- [What you have to do]: Go through each line of the records below and count those with the word "next". Give only the count.
─── Material provided
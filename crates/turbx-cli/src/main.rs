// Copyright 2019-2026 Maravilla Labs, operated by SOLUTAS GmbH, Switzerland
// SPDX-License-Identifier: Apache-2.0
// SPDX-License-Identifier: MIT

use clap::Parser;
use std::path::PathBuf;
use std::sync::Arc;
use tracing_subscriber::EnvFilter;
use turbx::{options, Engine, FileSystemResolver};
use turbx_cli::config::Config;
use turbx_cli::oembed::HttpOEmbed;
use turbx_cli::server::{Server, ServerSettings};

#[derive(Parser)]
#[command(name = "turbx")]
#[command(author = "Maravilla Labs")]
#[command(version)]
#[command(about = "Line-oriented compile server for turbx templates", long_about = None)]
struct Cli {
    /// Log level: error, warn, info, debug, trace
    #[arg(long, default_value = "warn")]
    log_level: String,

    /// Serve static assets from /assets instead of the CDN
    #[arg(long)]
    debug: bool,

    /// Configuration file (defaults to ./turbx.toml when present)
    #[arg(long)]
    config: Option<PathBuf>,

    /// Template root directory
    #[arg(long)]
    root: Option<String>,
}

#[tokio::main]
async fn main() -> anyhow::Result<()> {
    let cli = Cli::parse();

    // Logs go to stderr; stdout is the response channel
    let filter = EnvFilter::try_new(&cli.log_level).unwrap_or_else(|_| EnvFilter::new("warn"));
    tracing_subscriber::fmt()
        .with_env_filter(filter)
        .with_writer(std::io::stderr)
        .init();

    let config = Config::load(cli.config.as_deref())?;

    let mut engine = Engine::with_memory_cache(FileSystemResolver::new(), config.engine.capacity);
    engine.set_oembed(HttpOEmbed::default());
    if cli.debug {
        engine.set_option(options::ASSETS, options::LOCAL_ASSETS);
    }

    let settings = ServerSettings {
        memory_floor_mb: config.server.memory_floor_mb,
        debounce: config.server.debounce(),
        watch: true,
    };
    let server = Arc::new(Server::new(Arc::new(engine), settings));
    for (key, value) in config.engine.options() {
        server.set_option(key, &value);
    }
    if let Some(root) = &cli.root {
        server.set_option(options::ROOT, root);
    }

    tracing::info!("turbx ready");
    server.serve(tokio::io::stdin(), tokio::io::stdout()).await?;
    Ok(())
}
──────
─── Material provided
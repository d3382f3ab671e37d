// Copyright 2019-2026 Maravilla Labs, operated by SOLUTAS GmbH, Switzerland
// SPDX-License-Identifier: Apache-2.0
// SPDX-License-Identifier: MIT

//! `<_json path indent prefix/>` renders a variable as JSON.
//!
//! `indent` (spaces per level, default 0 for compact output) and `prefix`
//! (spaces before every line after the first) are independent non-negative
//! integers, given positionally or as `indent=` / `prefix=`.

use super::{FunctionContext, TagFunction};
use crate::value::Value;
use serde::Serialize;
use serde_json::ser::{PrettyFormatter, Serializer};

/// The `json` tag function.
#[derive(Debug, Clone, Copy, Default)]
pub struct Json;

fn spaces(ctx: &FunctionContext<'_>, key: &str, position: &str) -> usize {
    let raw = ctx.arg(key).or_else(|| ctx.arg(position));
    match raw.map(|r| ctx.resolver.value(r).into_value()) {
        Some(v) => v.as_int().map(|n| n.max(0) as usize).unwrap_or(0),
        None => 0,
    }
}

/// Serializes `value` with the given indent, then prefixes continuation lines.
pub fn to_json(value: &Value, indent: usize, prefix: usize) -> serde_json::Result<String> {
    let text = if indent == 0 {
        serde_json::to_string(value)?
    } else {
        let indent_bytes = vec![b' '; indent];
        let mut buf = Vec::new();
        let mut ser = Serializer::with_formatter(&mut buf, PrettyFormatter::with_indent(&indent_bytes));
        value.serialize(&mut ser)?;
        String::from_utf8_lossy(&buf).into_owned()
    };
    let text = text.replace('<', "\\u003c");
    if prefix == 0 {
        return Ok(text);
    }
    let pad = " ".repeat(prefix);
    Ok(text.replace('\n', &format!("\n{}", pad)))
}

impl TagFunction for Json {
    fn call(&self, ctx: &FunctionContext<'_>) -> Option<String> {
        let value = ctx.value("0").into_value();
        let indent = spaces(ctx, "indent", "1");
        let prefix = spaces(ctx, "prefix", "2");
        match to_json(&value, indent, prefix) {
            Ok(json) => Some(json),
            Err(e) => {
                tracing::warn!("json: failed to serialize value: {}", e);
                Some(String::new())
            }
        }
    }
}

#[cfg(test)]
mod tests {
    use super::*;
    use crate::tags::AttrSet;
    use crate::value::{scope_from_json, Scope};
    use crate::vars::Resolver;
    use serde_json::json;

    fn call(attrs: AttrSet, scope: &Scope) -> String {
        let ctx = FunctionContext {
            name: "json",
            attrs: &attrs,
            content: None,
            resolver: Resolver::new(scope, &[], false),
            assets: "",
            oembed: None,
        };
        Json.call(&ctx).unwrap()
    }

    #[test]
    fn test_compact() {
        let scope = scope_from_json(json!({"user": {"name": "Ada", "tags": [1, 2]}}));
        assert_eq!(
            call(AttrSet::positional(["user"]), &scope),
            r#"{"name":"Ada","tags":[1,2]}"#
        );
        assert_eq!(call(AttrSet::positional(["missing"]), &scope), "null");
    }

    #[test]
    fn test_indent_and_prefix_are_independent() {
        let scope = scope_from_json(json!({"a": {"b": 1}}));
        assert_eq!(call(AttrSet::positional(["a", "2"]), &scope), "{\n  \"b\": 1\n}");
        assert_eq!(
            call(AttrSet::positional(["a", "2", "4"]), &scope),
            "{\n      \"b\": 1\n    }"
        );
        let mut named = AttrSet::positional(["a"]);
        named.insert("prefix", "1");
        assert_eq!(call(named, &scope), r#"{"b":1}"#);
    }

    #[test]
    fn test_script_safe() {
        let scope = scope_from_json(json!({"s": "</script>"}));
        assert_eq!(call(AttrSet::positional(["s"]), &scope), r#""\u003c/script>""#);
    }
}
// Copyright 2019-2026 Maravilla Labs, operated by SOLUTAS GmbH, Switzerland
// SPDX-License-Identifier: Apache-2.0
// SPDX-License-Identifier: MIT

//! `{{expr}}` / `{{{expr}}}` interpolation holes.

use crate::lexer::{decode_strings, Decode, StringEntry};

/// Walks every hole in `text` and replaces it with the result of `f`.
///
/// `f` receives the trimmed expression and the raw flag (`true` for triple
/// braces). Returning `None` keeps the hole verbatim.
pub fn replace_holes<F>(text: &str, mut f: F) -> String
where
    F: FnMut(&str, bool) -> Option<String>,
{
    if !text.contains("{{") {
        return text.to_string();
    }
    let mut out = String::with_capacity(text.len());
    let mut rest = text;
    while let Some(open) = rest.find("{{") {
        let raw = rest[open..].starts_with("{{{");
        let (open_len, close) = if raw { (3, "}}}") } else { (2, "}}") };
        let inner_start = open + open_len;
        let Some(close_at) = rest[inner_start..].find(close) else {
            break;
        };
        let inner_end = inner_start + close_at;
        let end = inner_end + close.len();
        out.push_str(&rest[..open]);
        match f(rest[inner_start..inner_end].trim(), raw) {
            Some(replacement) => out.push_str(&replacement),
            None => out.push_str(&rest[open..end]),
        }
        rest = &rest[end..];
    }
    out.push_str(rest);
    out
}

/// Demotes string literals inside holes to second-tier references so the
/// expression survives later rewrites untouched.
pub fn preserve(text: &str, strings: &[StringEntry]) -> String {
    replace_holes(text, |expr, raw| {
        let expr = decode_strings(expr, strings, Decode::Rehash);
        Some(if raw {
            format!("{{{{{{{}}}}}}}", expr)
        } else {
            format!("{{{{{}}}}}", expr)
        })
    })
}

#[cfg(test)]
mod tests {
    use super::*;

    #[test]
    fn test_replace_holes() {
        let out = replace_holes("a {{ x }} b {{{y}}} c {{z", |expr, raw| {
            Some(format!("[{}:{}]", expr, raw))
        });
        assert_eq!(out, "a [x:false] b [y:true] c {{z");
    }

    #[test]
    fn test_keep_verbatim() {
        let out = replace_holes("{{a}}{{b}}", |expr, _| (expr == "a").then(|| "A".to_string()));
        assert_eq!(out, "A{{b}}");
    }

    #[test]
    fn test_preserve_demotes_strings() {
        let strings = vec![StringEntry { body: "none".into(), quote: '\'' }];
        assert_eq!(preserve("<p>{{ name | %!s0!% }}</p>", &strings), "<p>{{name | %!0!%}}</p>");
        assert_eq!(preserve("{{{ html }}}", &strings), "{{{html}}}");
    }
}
──────
─── Material provided
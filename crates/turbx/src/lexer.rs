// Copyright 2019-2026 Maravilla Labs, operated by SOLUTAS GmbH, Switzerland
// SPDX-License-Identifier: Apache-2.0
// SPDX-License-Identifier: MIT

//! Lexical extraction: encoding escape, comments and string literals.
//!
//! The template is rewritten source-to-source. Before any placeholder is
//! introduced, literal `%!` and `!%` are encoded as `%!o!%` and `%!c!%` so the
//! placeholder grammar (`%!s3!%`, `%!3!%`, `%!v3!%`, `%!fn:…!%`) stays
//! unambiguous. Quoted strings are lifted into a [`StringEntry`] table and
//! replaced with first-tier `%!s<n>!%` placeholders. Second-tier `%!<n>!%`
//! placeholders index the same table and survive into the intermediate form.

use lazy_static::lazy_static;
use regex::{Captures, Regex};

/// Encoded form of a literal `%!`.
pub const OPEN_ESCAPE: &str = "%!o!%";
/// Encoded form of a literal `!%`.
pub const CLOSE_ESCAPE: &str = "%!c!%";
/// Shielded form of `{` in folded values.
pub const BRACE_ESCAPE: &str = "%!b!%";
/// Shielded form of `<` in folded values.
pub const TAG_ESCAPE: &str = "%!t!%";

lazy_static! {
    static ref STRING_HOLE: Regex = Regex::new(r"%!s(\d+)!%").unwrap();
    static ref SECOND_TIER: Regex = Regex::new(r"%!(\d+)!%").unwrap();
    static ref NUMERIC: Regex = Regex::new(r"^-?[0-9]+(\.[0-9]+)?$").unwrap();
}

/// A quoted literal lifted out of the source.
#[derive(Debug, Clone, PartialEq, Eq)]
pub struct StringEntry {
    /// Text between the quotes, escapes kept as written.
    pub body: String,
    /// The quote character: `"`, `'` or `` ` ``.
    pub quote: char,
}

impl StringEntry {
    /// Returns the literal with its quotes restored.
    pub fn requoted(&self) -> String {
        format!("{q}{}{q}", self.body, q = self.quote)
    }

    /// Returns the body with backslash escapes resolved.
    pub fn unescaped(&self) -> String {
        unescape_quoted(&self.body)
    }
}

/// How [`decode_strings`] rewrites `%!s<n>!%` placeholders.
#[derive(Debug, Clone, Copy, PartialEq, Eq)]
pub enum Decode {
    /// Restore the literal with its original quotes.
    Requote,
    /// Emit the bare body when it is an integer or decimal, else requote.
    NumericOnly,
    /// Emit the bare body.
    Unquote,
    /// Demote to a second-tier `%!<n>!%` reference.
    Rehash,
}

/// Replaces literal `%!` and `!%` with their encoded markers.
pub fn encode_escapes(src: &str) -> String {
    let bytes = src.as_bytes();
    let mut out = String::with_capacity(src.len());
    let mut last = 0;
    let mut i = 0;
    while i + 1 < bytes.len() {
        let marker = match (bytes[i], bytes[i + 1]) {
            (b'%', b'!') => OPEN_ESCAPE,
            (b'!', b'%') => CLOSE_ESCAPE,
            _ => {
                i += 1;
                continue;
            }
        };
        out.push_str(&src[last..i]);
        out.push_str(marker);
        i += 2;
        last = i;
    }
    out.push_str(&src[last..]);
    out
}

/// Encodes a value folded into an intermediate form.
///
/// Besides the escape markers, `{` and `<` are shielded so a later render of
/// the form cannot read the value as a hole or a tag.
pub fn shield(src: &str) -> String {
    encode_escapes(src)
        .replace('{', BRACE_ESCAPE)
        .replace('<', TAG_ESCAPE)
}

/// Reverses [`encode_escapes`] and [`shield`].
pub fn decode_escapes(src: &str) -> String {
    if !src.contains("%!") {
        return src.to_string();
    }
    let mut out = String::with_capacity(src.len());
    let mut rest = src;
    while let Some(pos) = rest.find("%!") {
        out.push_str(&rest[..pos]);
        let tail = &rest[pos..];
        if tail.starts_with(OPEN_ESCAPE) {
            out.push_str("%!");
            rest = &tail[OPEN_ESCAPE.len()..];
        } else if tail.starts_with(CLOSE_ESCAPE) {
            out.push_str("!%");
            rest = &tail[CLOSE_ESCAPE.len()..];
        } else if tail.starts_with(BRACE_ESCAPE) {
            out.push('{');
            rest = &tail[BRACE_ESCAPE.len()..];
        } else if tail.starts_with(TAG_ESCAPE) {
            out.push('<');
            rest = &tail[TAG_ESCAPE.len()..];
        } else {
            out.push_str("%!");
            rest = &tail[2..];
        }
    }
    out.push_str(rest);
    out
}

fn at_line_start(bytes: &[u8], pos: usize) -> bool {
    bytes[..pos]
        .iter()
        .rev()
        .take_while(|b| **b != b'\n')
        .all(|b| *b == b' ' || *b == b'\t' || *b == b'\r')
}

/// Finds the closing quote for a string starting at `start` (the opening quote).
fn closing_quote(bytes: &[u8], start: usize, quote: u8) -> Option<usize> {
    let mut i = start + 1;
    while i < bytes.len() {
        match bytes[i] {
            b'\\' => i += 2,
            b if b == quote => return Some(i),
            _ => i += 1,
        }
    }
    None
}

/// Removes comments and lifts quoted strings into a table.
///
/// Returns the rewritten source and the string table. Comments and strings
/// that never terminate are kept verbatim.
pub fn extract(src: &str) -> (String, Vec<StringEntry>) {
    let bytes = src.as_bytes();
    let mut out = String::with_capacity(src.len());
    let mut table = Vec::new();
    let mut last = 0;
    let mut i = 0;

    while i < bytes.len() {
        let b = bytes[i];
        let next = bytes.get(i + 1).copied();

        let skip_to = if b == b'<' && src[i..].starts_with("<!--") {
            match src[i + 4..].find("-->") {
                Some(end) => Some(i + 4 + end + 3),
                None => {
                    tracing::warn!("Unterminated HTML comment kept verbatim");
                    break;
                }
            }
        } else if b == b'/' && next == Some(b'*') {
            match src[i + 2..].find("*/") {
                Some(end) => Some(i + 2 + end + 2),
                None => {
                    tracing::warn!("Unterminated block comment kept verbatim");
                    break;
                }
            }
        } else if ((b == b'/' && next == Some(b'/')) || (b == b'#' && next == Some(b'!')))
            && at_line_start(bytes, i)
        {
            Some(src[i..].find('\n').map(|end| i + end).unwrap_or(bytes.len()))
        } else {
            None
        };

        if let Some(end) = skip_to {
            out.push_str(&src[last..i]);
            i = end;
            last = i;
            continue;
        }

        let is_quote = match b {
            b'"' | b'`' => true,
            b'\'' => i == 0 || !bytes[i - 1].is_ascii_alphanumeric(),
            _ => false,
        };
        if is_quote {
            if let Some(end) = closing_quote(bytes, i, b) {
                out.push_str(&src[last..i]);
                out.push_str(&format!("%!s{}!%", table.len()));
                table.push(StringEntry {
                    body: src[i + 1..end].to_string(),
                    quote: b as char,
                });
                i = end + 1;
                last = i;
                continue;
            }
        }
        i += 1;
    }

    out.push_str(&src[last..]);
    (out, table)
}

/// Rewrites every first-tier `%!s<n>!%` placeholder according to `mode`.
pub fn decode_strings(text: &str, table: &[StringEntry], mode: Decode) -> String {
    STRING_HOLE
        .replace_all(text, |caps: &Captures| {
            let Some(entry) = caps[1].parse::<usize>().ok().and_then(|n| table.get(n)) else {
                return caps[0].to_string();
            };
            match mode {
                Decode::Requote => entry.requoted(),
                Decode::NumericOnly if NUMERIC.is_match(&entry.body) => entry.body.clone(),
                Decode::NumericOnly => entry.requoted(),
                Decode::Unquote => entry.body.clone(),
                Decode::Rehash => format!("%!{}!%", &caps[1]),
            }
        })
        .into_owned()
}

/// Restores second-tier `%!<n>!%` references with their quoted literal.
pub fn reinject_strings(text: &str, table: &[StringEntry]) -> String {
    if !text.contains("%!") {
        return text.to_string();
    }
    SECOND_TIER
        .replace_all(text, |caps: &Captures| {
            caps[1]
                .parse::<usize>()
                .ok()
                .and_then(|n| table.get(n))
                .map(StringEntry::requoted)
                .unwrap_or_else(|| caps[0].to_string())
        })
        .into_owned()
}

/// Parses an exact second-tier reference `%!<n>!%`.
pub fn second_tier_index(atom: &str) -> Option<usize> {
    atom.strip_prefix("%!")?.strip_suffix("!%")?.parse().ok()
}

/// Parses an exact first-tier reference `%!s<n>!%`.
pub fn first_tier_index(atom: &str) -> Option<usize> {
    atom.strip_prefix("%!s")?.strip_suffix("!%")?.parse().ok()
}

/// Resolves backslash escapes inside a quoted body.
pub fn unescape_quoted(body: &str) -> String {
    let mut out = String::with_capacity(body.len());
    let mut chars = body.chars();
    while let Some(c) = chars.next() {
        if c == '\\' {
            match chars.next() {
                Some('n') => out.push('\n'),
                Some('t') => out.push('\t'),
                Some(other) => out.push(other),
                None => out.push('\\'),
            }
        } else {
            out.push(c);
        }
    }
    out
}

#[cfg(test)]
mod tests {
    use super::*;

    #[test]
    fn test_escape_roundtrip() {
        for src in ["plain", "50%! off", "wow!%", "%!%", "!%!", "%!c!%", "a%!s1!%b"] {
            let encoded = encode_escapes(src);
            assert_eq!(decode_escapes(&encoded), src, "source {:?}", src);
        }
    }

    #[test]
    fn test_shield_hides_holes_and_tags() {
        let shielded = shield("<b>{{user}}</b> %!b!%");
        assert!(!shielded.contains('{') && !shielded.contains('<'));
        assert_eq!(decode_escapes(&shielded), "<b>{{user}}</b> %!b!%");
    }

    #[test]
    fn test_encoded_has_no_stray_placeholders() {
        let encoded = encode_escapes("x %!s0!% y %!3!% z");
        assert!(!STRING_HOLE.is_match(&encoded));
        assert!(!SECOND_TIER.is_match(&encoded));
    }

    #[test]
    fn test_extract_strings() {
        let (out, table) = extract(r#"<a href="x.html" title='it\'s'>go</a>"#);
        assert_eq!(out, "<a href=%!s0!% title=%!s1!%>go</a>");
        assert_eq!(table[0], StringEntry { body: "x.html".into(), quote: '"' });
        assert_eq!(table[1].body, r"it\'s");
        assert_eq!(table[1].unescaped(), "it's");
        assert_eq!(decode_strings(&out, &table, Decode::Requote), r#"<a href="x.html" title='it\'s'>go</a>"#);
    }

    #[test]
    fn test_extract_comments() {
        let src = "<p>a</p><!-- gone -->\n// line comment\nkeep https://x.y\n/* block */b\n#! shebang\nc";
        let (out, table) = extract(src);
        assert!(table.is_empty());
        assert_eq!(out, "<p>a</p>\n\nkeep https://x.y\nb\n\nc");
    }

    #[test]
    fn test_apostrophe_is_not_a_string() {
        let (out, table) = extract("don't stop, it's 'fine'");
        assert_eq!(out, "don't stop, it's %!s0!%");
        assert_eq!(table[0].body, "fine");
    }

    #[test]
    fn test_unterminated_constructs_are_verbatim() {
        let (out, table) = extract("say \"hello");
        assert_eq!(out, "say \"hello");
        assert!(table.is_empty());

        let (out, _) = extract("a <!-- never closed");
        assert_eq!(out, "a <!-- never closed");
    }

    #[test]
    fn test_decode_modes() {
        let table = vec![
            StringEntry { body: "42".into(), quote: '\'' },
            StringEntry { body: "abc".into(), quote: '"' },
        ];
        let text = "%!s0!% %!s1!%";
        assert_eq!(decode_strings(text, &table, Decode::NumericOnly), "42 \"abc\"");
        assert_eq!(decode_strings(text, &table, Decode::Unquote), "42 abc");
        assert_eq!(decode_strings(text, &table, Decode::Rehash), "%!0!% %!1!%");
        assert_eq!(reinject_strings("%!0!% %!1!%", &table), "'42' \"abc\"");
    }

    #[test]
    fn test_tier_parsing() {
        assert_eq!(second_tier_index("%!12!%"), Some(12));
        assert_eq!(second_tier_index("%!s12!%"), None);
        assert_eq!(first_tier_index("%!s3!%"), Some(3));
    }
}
──────
- [Result of this exercise]: 5